La última por hoy: ¿qué proyectos futuros tienes?
Voy a colaborar en la elaboración de un libro colectivo junto con otros cuentistas de habla hispana, cuyos relatos han de ser arriesgados. Ninguno de nosotros sabe quién participa en el proyecto y quién no. He escrito un texto que será la continuación precisamente del último cuento del libro, el que se refiere a mi padre. Y en él digo que he mentido en ese cuento. Mi padre fue un alcohólico que solo cogió una borrachera, pero le duró cinco años. La suya fue una vida dura y a la vez divertida.
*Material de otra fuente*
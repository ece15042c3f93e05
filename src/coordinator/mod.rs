// SPDX-FileCopyrightText: 2025 Semiotic AI, Inc.
//
// SPDX-License-Identifier: Apache-2.0

//! Cache-aside resolution of namespaced queries
//!
//! [`QueryCacheCoordinator::resolve`] derives a key from a namespace and a
//! parameter set, returns the cached result on a hit, and otherwise runs the
//! caller's `compute` future, caches a successful result with the namespace's
//! TTL and returns it. Failed computations are never cached.
//!
//! With single-flight enabled (the default), concurrent misses on one key run
//! `compute` once: the first caller leads, the others wait and then read the
//! cached result. If the leader fails or is cancelled, the waiters race for
//! leadership again.
//!
//! # Examples
//!
//! ```rust
//! use geocache::{ExpiringStore, MemoryBackend, ParameterSet, QueryCacheCoordinator, Ttl};
//!
//! # tokio::runtime::Builder::new_current_thread().build().unwrap().block_on(async {
//! let store = ExpiringStore::new(MemoryBackend::new(), Ttl::default());
//! let coordinator = QueryCacheCoordinator::new(store);
//! let params = ParameterSet::new().with("type", "county").unwrap();
//!
//! let counties: Vec<String> = coordinator
//!     .resolve("locations", &params, || async {
//!         Ok::<_, std::io::Error>(vec!["St. Louis County".to_string()])
//!     })
//!     .await
//!     .unwrap();
//! assert_eq!(counties.len(), 1);
//! # });
//! ```

use serde::de::DeserializeOwned;
use serde::Serialize;
use std::collections::HashMap;
use std::fmt;
use std::future::Future;
use std::sync::Arc;
use tracing::{debug, warn, Instrument, Span};

use crate::config::GeoCacheConfig;
use crate::errors::{GeoCacheError, KeyError, ResolveError};
use crate::key::KeyDeriver;
use crate::store::ExpiringStore;
use crate::tracing::spans;
use crate::types::cache::Ttl;

mod records;
mod single_flight;

use single_flight::{Flight, InFlight};

/// Times a waiting caller follows another leader before computing on its own
const MAX_FOLLOW_ROUNDS: usize = 3;

/// Cache-aside coordinator over an [`ExpiringStore`]
///
/// Cloning is cheap; clones share the store and the in-flight registry.
#[derive(Clone)]
pub struct QueryCacheCoordinator {
    store: ExpiringStore,
    keys: KeyDeriver,
    default_ttl: Ttl,
    namespace_ttls: Arc<HashMap<String, Ttl>>,
    in_flight: Option<Arc<InFlight>>,
}

impl fmt::Debug for QueryCacheCoordinator {
    fn fmt(&self, f: &mut fmt::Formatter<'_>) -> fmt::Result {
        f.debug_struct("QueryCacheCoordinator")
            .field("store", &self.store)
            .field("key_prefix", &self.keys.prefix())
            .field("default_ttl", &self.default_ttl)
            .field("single_flight", &self.in_flight.is_some())
            .finish()
    }
}

impl QueryCacheCoordinator {
    /// Creates a coordinator with the `geo` key prefix, the store's default
    /// TTL for every namespace and single-flight enabled
    pub fn new(store: ExpiringStore) -> Self {
        let default_ttl = store.default_ttl();
        Self {
            store,
            keys: KeyDeriver::default(),
            default_ttl,
            namespace_ttls: Arc::new(HashMap::new()),
            in_flight: Some(Arc::new(InFlight::default())),
        }
    }

    /// Creates a coordinator using the prefix, TTLs and single-flight setting
    /// of `config`
    pub fn from_config(store: ExpiringStore, config: &GeoCacheConfig) -> Self {
        let namespace_ttls = config
            .namespace_overrides
            .iter()
            .filter_map(|(namespace, overrides)| Some((namespace.clone(), overrides.ttl?)))
            .collect();

        Self {
            store,
            keys: KeyDeriver::new(config.key_prefix.clone()),
            default_ttl: config.default_ttl,
            namespace_ttls: Arc::new(namespace_ttls),
            in_flight: config.single_flight.then(|| Arc::new(InFlight::default())),
        }
    }

    /// Enables or disables single-flight resolution
    pub fn with_single_flight(mut self, enabled: bool) -> Self {
        self.in_flight = enabled.then(|| Arc::new(InFlight::default()));
        self
    }

    /// The underlying store
    pub fn store(&self) -> &ExpiringStore {
        &self.store
    }

    /// The key deriver in use
    pub fn keys(&self) -> &KeyDeriver {
        &self.keys
    }

    /// TTL applied to results cached under `namespace`
    pub fn ttl_for(&self, namespace: &str) -> Ttl {
        self.namespace_ttls
            .get(namespace)
            .copied()
            .unwrap_or(self.default_ttl)
    }

    /// Returns the cached result for `(namespace, params)`, computing and
    /// caching it on a miss
    ///
    /// `compute` runs at most once per call and not at all on a hit. Its error
    /// is returned unchanged and nothing is cached. Backend failures only make
    /// every call a miss.
    ///
    /// # Errors
    ///
    /// Returns [`ResolveError::Key`] if no key can be derived from `params`
    /// (compute is not run) and [`ResolveError::Compute`] if compute fails.
    pub async fn resolve<T, P, E, F, Fut>(
        &self,
        namespace: &str,
        params: &P,
        compute: F,
    ) -> Result<T, ResolveError<E>>
    where
        T: Serialize + DeserializeOwned,
        P: Serialize + ?Sized,
        F: FnOnce() -> Fut,
        Fut: Future<Output = Result<T, E>>,
    {
        let key = self.keys.derive_key_for(namespace, params)?;
        let span = spans::resolve(namespace, &key);
        self.resolve_key(namespace, &key, compute)
            .instrument(span)
            .await
    }

    async fn resolve_key<T, E, F, Fut>(
        &self,
        namespace: &str,
        key: &str,
        compute: F,
    ) -> Result<T, ResolveError<E>>
    where
        T: Serialize + DeserializeOwned,
        F: FnOnce() -> Fut,
        Fut: Future<Output = Result<T, E>>,
    {
        let Some(in_flight) = &self.in_flight else {
            if let Some(hit) = self.store.get::<T>(key).await {
                Span::current().record("outcome", "hit");
                return Ok(hit);
            }
            Span::current().record("outcome", "miss");
            return self.compute_and_store(namespace, key, compute).await;
        };

        let mut rounds = 0;
        loop {
            if let Some(hit) = self.store.get::<T>(key).await {
                Span::current().record("outcome", if rounds == 0 { "hit" } else { "shared" });
                return Ok(hit);
            }

            match in_flight.join(key) {
                Flight::Leader(guard) => {
                    Span::current().record("outcome", "miss");
                    let result = self.compute_and_store(namespace, key, compute).await;
                    drop(guard);
                    return result;
                }
                Flight::Follower(done) if rounds < MAX_FOLLOW_ROUNDS => {
                    debug!(key, "Waiting for in-flight computation");
                    rounds += 1;
                    single_flight::wait(done).await;
                }
                Flight::Follower(_) => {
                    Span::current().record("outcome", "miss");
                    return self.compute_and_store(namespace, key, compute).await;
                }
            }
        }
    }

    async fn compute_and_store<T, E, F, Fut>(
        &self,
        namespace: &str,
        key: &str,
        compute: F,
    ) -> Result<T, ResolveError<E>>
    where
        T: Serialize,
        F: FnOnce() -> Fut,
        Fut: Future<Output = Result<T, E>>,
    {
        let value = compute().await.map_err(|e| {
            debug!(key, "Compute failed, nothing cached");
            ResolveError::Compute(e)
        })?;

        if let Err(e) = self
            .store
            .set_with_ttl(key, &value, self.ttl_for(namespace))
            .await
        {
            warn!(key, error = %e, "Computed result could not be cached");
        }

        Ok(value)
    }

    /// Returns the cached result for `(namespace, params)` without computing
    ///
    /// # Errors
    ///
    /// Returns [`KeyError`] if no key can be derived from `params`.
    pub async fn cached<T, P>(&self, namespace: &str, params: &P) -> Result<Option<T>, KeyError>
    where
        T: DeserializeOwned,
        P: Serialize + ?Sized,
    {
        let key = self.keys.derive_key_for(namespace, params)?;
        Ok(self.store.get(&key).await)
    }

    /// Caches `value` as the result for `(namespace, params)`
    ///
    /// `ttl_seconds` of `None` applies the namespace TTL. Returns `Ok(false)`
    /// if the backend could not take the write.
    ///
    /// # Errors
    ///
    /// Returns [`GeoCacheError::Key`] for underivable parameters and
    /// [`GeoCacheError::Store`] for a zero TTL or an unserializable value.
    pub async fn cache_result<T, P>(
        &self,
        namespace: &str,
        params: &P,
        value: &T,
        ttl_seconds: Option<u64>,
    ) -> Result<bool, GeoCacheError>
    where
        T: Serialize + ?Sized,
        P: Serialize + ?Sized,
    {
        let key = self.keys.derive_key_for(namespace, params)?;
        let ttl = match ttl_seconds {
            Some(seconds) => Ttl::from_secs(seconds)?,
            None => self.ttl_for(namespace),
        };
        Ok(self.store.set_with_ttl(&key, value, ttl).await?)
    }

    /// Drops the cached result for `(namespace, params)`; returns whether one existed
    ///
    /// # Errors
    ///
    /// Returns [`KeyError`] if no key can be derived from `params`.
    pub async fn invalidate<P>(&self, namespace: &str, params: &P) -> Result<bool, KeyError>
    where
        P: Serialize + ?Sized,
    {
        let key = self.keys.derive_key_for(namespace, params)?;
        Ok(self.store.delete(&key).await)
    }

    /// Drops every cached result of `namespace`; returns how many
    ///
    /// # Errors
    ///
    /// Returns [`KeyError::InvalidNamespace`] for an invalid namespace.
    pub async fn invalidate_namespace(&self, namespace: &str) -> Result<usize, KeyError> {
        let prefix = self.keys.namespace_prefix(namespace)?;
        Ok(self.store.invalidate_prefix(&prefix).await)
    }

    /// Number of keys with a computation in flight
    #[cfg(test)]
    fn in_flight_len(&self) -> usize {
        self.in_flight.as_ref().map_or(0, |flights| flights.len())
    }
}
Y le sucedieron una serie de cosas tan increíbles, aunque reales, que no he podido sacarles partido en la literatura.  Siempre consideré que mi padre me legó una desgracia, pero ahora pienso que fue una suerte, porque me legó una fortuna. 


SOBRE HIPÓLITO G. NAVARRO
Hipólito G. Navarro (Huelva, 1961) es autor de los libros de relatos ‘El cielo está López’ (1990), ‘Manías y melomanías mismamente’ (1992), ‘El aburrimiento, Lester’ (1996), ‘Los tigres albinos’ (2000) y ‘Los últimos percances’ (2005, Premio Mario Vargas Llosa NH a mejor libro publicado), y de la novela ‘Las medusas de Niza’ (Premios Ateneo de Valladolid 2000 y de la Crítica andaluza 2001). Con la antología ‘El pez volador’ (Páginas de Espuma, 2008), preparada por el escritor Javier Sáez de Ibarra,  recibió el Premio El Público de Narrativa 2009, otorgado por los periodistas culturales de Andalucía. Durante los años 1994 y 2001 editó la revista ‘Sin embargo’, dedicada al cuento literario. Fue el responsable de la edición de los cuentos completos de Fernando Quiñones, ‘Tusitala’ (Páginas de Espuma, 2003). Sus relatos, traducidos a diez idiomas, están recogidos en numerosas antologías del género en Europa y Latinoamérica.